== Your objective ==
Using the data below, copy each line that includes the word "Clone".

##### Data extract #####

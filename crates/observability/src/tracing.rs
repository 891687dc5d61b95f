//! Tracing/logging initialization.
//!
//! Filtering follows `RUST_LOG`; the output format follows `SPLITLEDGER_LOG_FORMAT`
//! (`json`, the default, or `pretty`).

use core::str::FromStr;

use tracing_subscriber::EnvFilter;

pub const FORMAT_ENV: &str = "SPLITLEDGER_LOG_FORMAT";
pub const FILTER_ENV: &str = "RUST_LOG";
pub const DEFAULT_FILTER: &str = "info";

/// Log line format.
#[derive(Debug, Copy, Clone, PartialEq, Eq, Default)]
pub enum LogFormat {
    #[default]
    Json,
    Pretty,
}

impl FromStr for LogFormat {
    type Err = String;

    fn from_str(s: &str) -> Result<Self, Self::Err> {
        match s.trim().to_ascii_lowercase().as_str() {
            "json" => Ok(LogFormat::Json),
            "pretty" | "text" => Ok(LogFormat::Pretty),
            other => Err(format!("unknown log format `{other}`")),
        }
    }
}

#[derive(Debug, Clone, PartialEq, Eq)]
pub struct LogConfig {
    /// `EnvFilter` directives, e.g. `info,splitledger_settlement=debug`.
    pub filter: String,
    pub format: LogFormat,
    /// Unrecognised `SPLITLEDGER_LOG_FORMAT` value, reported once logging is up.
    ignored_format: Option<String>,
}

impl Default for LogConfig {
    fn default() -> Self {
        Self {
            filter: DEFAULT_FILTER.to_string(),
            format: LogFormat::default(),
            ignored_format: None,
        }
    }
}

impl LogConfig {
    pub fn from_env() -> Self {
        Self::from_lookup(|key| std::env::var(key).ok())
    }

    /// Build from an arbitrary key lookup; unknown formats keep the default.
    pub fn from_lookup(lookup: impl Fn(&str) -> Option<String>) -> Self {
        let mut config = Self::default();

        if let Some(filter) = lookup(FILTER_ENV).filter(|f| !f.trim().is_empty()) {
            config.filter = filter;
        }
        if let Some(raw) = lookup(FORMAT_ENV) {
            match raw.parse() {
                Ok(format) => config.format = format,
                Err(_) => config.ignored_format = Some(raw),
            }
        }
        config
    }

    pub fn ignored_format(&self) -> Option<&str> {
        self.ignored_format.as_deref()
    }
}

/// Initialize tracing/logging for the process.
///
/// Returns `false` when a global subscriber was already installed.
/// Configuration problems are logged through the new subscriber once it is installed.
pub fn init_with(config: &LogConfig) -> bool {
    let (filter, filter_rejected) = match EnvFilter::try_new(&config.filter) {
        Ok(filter) => (filter, false),
        Err(_) => (EnvFilter::new(DEFAULT_FILTER), true),
    };

    let builder = tracing_subscriber::fmt()
        .with_env_filter(filter)
        .with_timer(tracing_subscriber::fmt::time::SystemTime);

    let installed = match config.format {
        LogFormat::Json => builder.json().with_target(false).try_init().is_ok(),
        LogFormat::Pretty => builder.pretty().try_init().is_ok(),
    };

    if installed {
        if let Some(raw) = config.ignored_format() {
            ::tracing::warn!(var = FORMAT_ENV, value = raw, "unknown log format; using json");
        }
        if filter_rejected {
            ::tracing::warn!(filter = %config.filter, fallback = DEFAULT_FILTER, "invalid log filter; using default");
        }
    }
    installed
}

#####

== Answer for this exercise ==
#[derive(Debug, Copy, Clone, PartialEq, Eq, Default)]
#[derive(Debug, Clone, PartialEq, Eq)]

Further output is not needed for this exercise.